Seguimos sitiados por la Brunete gastronómica, pero a veces corre el aire en las trincheras, como hoy.
Imagen de Gastronomía Molecular.
Lo más curioso del caso es que, a juzgar por los comentarios en el primer post, la gente se lo ha tragado…. ver para creer.
eSedidió, tienes toda la razón, la noticia es tan surrealista y absurda que en los tiempos que corren puede parecer cierta.
No me acuerdo en donde leí que en una reunión de supermegacocinerosquetecagas alguien había inventado un plato que consistía en comerse un papel (quiero suponer que no era un DIN A4 aunque no me extrañaría) imprimido (lo juro) con aroma de rosas o de queixo de serra da estrela y cosas asi, tan interesantes.

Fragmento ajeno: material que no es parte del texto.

use std::env;
use std::time::Duration;

fn env_string(key: &str, default: &str) -> String {
    env::var(key).unwrap_or_else(|_| default.to_string())
}

fn env_optional(key: &str) -> Option<String> {
    env::var(key)
        .ok()
        .map(|value| value.trim().to_string())
        .filter(|value| !value.is_empty())
}

fn env_usize(key: &str, default: usize) -> usize {
    env::var(key)
        .ok()
        .and_then(|value| value.parse::<usize>().ok())
        .unwrap_or(default)
}

fn env_duration_millis(key: &str, default_millis: u64) -> Duration {
    env::var(key)
        .ok()
        .and_then(|value| value.parse::<u64>().ok())
        .map(Duration::from_millis)
        .unwrap_or_else(|| Duration::from_millis(default_millis))
}

/// HTTP mail relay used for email and group endpoints.
#[derive(Debug, Clone)]
pub struct RelayConfig {
    pub url: String,
    pub api_key: Option<String>,
    pub from: String,
}

/// Settings for outbound deliveries.
#[derive(Debug, Clone)]
pub struct DispatchConfig {
    pub request_timeout: Duration,
    pub user_agent: String,
    pub relay: Option<RelayConfig>,
    /// Characters of a response body kept in `response_data`.
    pub response_body_limit: usize,
}

impl DispatchConfig {
    pub fn from_env() -> Self {
        let relay = env_optional("MAIL_RELAY_URL").map(|url| RelayConfig {
            url: url.trim_end_matches('/').to_string(),
            api_key: env_optional("MAIL_RELAY_API_KEY"),
            from: env_string("MAIL_RELAY_FROM", "mailflow@localhost"),
        });

        Self {
            request_timeout: env_duration_millis("DISPATCH_TIMEOUT_MS", 10_000),
            user_agent: env_string("DISPATCH_USER_AGENT", "mailflow-dispatch/0.1"),
            relay,
            response_body_limit: env_usize("DISPATCH_RESPONSE_BODY_LIMIT", 2_048),
        }
    }
}

impl Default for DispatchConfig {
    fn default() -> Self {
        Self::from_env()
    }
}
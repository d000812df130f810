//! HTTP route handlers grouped by resource.
//!
//! Handlers are annotated with `#[openapi]` so `rocket_okapi` can derive the
//! OpenAPI document served under `/api/docs`.

pub mod deliveries;
pub mod health;
pub(crate) mod helpers;
pub mod messages;
pub mod params;
pub mod threads;
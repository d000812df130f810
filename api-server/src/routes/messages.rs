//! Message ingest and lookup.

use chrono::{DateTime, Utc};
use rocket::State;
use rocket::http::Status;
use rocket::response::status;
use rocket::serde::json::Json;
use rocket_okapi::okapi::schemars::JsonSchema;
use rocket_okapi::openapi;
use serde::{Deserialize, Serialize};
use serde_json::Value;
use uuid::Uuid;

use crate::auth::AuthUser;
use crate::error::ApiError;
use crate::models::{
    DeliveryAttempt, Message, MessageDirection, NewMessage, normalize_message_id,
    normalize_references,
};
use crate::routes::helpers::owned_message;
use crate::state::AppState;
use crate::threading::{ThreadAssembler, ThreadMatch};

/// A message handed to the service by a mail gateway or client.
#[derive(Debug, Deserialize, JsonSchema)]
#[serde(rename_all = "camelCase")]
pub struct IngestMessageRequest {
    pub direction: MessageDirection,
    pub message_id: String,
    #[serde(default)]
    pub in_reply_to: Option<String>,
    /// Either individual ids or whole References header values.
    #[serde(default)]
    pub references: Vec<String>,
    #[serde(default)]
    pub subject: String,
    /// Address blobs: a mailbox string, a list of them, or `{addresses: [...]}` objects.
    #[serde(default)]
    pub from: Option<Value>,
    #[serde(default)]
    pub to: Option<Value>,
    #[serde(default)]
    pub cc: Option<Value>,
    #[serde(default)]
    pub text_body: Option<String>,
    #[serde(default)]
    pub html_body: Option<String>,
    #[serde(default)]
    pub sent_at: Option<DateTime<Utc>>,
    #[serde(default)]
    pub endpoint_id: Option<Uuid>,
}

#[derive(Debug, Serialize, JsonSchema)]
#[serde(rename_all = "camelCase")]
pub struct IngestMessageResponse {
    pub message: Message,
    pub thread_id: Uuid,
    pub thread_position: i32,
    pub matched: ThreadMatch,
    pub parse_errors: Vec<String>,
    /// Attempts recorded by the immediate dispatch, if one ran.
    pub deliveries: Vec<DeliveryAttempt>,
    #[serde(skip_serializing_if = "Option::is_none")]
    pub dispatch_error: Option<String>,
}

/// Store the wire form of an address field as the text blob kept on the message.
fn blob_from_value(value: Option<Value>) -> Option<String> {
    match value? {
        Value::Null => None,
        Value::String(text) if text.trim().is_empty() => None,
        Value::String(text) => Some(text),
        other => Some(other.to_string()),
    }
}

impl IngestMessageRequest {
    fn into_new_message(self, user_id: i32) -> Result<NewMessage, ApiError> {
        let message_id = normalize_message_id(&self.message_id)
            .ok_or_else(|| ApiError::BadRequest("messageId is required".to_string()))?;

        Ok(NewMessage {
            user_id,
            direction: self.direction,
            message_id,
            in_reply_to: self.in_reply_to.as_deref().and_then(normalize_message_id),
            references: normalize_references(&self.references),
            subject: self.subject.trim().to_string(),
            from_blob: blob_from_value(self.from),
            to_blob: blob_from_value(self.to),
            cc_blob: blob_from_value(self.cc),
            text_body: self.text_body,
            html_body: self.html_body,
            sent_at: self.sent_at.unwrap_or_else(Utc::now),
            endpoint_id: self.endpoint_id,
        })
    }
}

/// Ingest a message, place it into a thread and dispatch it to its endpoint.
#[openapi(tag = "Messages")]
#[post("/messages", data = "<request>")]
pub async fn ingest_message(
    user: AuthUser,
    state: &State<AppState>,
    request: Json<IngestMessageRequest>,
) -> Result<status::Custom<Json<IngestMessageResponse>>, ApiError> {
    let new_message = request.into_inner().into_new_message(user.id)?;

    let endpoint = match new_message.endpoint_id {
        Some(endpoint_id) => Some(
            state
                .store
                .get_endpoint(endpoint_id)
                .await?
                .filter(|endpoint| endpoint.user_id == user.id)
                .ok_or_else(|| ApiError::BadRequest("Unknown endpoint".to_string()))?,
        ),
        None => None,
    };

    let assignment = ThreadAssembler::new(state.store.as_ref(), &state.threading)
        .assemble(new_message)
        .await?;
    let parse_errors: Vec<String> = assignment.issues.iter().map(ToString::to_string).collect();

    let dispatch_target = endpoint
        .filter(|endpoint| endpoint.is_active)
        .filter(|_| assignment.message.direction == MessageDirection::Inbound);

    let (deliveries, dispatch_error) = if let Some(target) = dispatch_target {
        match state
            .dispatcher
            .dispatch(user.id, assignment.message.id, target.id)
            .await
        {
            Ok(summary) => (summary.deliveries, None),
            Err(err) => {
                log::warn!(
                    "dispatch of message {} failed: {}",
                    assignment.message.id,
                    err
                );
                let recorded = state.store.list_deliveries(assignment.message.id).await?;
                (recorded, Some(err.to_string()))
            }
        }
    } else {
        (Vec::new(), None)
    };

    Ok(status::Custom(
        Status::Created,
        Json(IngestMessageResponse {
            thread_id: assignment.thread.id,
            thread_position: assignment.position(),
            matched: assignment.matched,
            message: assignment.message,
            parse_errors,
            deliveries,
            dispatch_error,
        }),
    ))
}

/// Retrieve a single message owned by the caller.
#[openapi(tag = "Messages")]
#[get("/messages/<message_id>")]
pub async fn get_message(
    user: AuthUser,
    state: &State<AppState>,
    message_id: Uuid,
) -> Result<Json<Message>, ApiError> {
    let message = owned_message(state, user.id, message_id).await?;
    Ok(Json(message))
}

/// Delivery attempts recorded for a message, newest first.
#[openapi(tag = "Messages")]
#[get("/messages/<message_id>/deliveries")]
pub async fn list_message_deliveries(
    user: AuthUser,
    state: &State<AppState>,
    message_id: Uuid,
) -> Result<Json<Vec<DeliveryAttempt>>, ApiError> {
    let message = owned_message(state, user.id, message_id).await?;
    let deliveries = state.store.list_deliveries(message.id).await?;
    Ok(Json(deliveries))
}

#[cfg(test)]
mod tests {
    use super::*;
    use serde_json::json;

    #[test]
    fn structured_address_fields_become_json_blobs() {
        assert_eq!(
            blob_from_value(Some(json!("Alice <a@x.com>"))).as_deref(),
            Some("Alice <a@x.com>")
        );
        assert_eq!(
            blob_from_value(Some(json!(["a@x.com"]))).as_deref(),
            Some(r#"["a@x.com"]"#)
        );
        assert_eq!(blob_from_value(Some(json!(" "))), None);
        assert_eq!(blob_from_value(Some(Value::Null)), None);
    }

    #[test]
    fn message_ids_are_normalized_on_ingest() {
        let request: IngestMessageRequest = serde_json::from_value(json!({
            "direction": "inbound",
            "messageId": "<abc@x>",
            "inReplyTo": "<parent@x>",
            "references": ["<root@x> <parent@x>"],
            "subject": "  Re: hi ",
        }))
        .unwrap();

        let message = request.into_new_message(7).unwrap();
        assert_eq!(message.message_id, "abc@x");
        assert_eq!(message.in_reply_to.as_deref(), Some("parent@x"));
        assert_eq!(message.references, vec!["root@x", "parent@x"]);
        assert_eq!(message.subject, "Re: hi");
        assert_eq!(message.user_id, 7);
    }

    #[test]
    fn blank_message_id_is_rejected() {
        let request: IngestMessageRequest =
            serde_json::from_value(json!({ "direction": "outbound", "messageId": "<>" })).unwrap();
        assert!(matches!(
            request.into_new_message(1),
            Err(ApiError::BadRequest(_))
        ));
    }
}
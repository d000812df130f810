use chrono::{DateTime, Duration, Utc};
use jsonwebtoken::{Algorithm, DecodingKey, EncodingKey, Header, Validation, decode, encode};
use uuid::Uuid;

use crate::auth::{AuthConfig, AuthResult};

#[derive(Debug, Clone, serde::Serialize, serde::Deserialize)]
pub struct AccessTokenClaims {
    pub sub: String,
    pub iss: String,
    pub aud: String,
    pub exp: i64,
    pub iat: i64,
    pub jti: String,
    pub email: String,
    pub token_version: i32,
}

#[derive(Debug, Clone)]
pub struct SignedAccessToken {
    pub token: String,
    pub expires_at: DateTime<Utc>,
}

pub struct JwtService {
    encoding_key: EncodingKey,
    decoding_key: DecodingKey,
    validation: Validation,
    issuer: String,
    audience: String,
    access_token_ttl: Duration,
    kid: Option<String>,
}

impl JwtService {
    pub fn from_config(config: &AuthConfig) -> AuthResult<Self> {
        let secret_bytes = config.jwt_secret.as_bytes();
        let encoding_key = EncodingKey::from_secret(secret_bytes);
        let decoding_key = DecodingKey::from_secret(secret_bytes);

        let mut validation = Validation::new(Algorithm::HS256);
        validation.set_audience(&[config.audience.clone()]);
        validation.set_issuer(&[config.issuer.clone()]);
        validation.leeway = 30;

        Ok(Self {
            encoding_key,
            decoding_key,
            validation,
            issuer: config.issuer.clone(),
            audience: config.audience.clone(),
            access_token_ttl: Duration::seconds(config.access_token_ttl_secs),
            kid: config.jwt_kid.clone(),
        })
    }

    pub fn issue_access_token(
        &self,
        user_id: i32,
        email: &str,
        token_version: i32,
    ) -> AuthResult<SignedAccessToken> {
        let now = Utc::now();
        let expires_at = now + self.access_token_ttl;

        let mut header = Header::new(Algorithm::HS256);
        header.kid = self.kid.clone();

        let claims = AccessTokenClaims {
            sub: user_id.to_string(),
            iss: self.issuer.clone(),
            aud: self.audience.clone(),
            exp: expires_at.timestamp(),
            iat: now.timestamp(),
            jti: Uuid::new_v4().to_string(),
            email: email.to_string(),
            token_version,
        };

        let token = encode(&header, &claims, &self.encoding_key)?;

        Ok(SignedAccessToken { token, expires_at })
    }

    pub fn decode_access_token(&self, token: &str) -> AuthResult<AccessTokenClaims> {
        let token_data = decode::<AccessTokenClaims>(token, &self.decoding_key, &self.validation)?;
        Ok(token_data.claims)
    }
}
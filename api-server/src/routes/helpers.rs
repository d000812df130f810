//! Shared helper functions for Rocket route handlers.

use rocket::State;
use uuid::Uuid;

use crate::error::ApiError;
use crate::models::Message;
use crate::state::AppState;

/// Parse a client-supplied identifier, rejecting blanks and malformed values.
pub fn parse_uuid(raw: Option<&str>, field: &str) -> Result<Uuid, ApiError> {
    let raw = raw
        .map(str::trim)
        .filter(|value| !value.is_empty())
        .ok_or_else(|| ApiError::BadRequest(format!("{field} is required")))?;
    Uuid::parse_str(raw).map_err(|_| ApiError::BadRequest(format!("{field} is not a valid id")))
}

/// Load a message owned by `user_id`.
///
/// Returns [`ApiError::NotFound`] when the message does not exist for this account.
pub async fn owned_message(
    state: &State<AppState>,
    user_id: i32,
    message_id: Uuid,
) -> Result<Message, ApiError> {
    state
        .store
        .get_message(user_id, message_id)
        .await?
        .ok_or_else(|| ApiError::NotFound("Message not found".to_string()))
}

Por cierto, enhorabuena por tu blog del que soy un fiel seguidor.
Muchas gracias, jacobo, pero casi prefería que me dieras la enhorabuena en mi propia página, que la de los antigurmetes está ya petada de comentarios.
En el mercado de ganado de Fougères, en Bretaña, tenían por costumbre agasajar a los visitantes ilustres con un plato de salchichas envueltas en crèpes de trigo sarraceno. Durante una visita de japoneses, todos sin excepción se comieron sólo la salchicha y tiraron las crèpes a la papelera, porque creían que era el envoltorio. Es lo mismo pero todo lo contrario, no sé si me explico.
No nos extrañemos si de pronto se pone de moda esto de comer papelitos…los caminos de la cocina molecular son insondables…jeje. Digno del 28 de diciembre.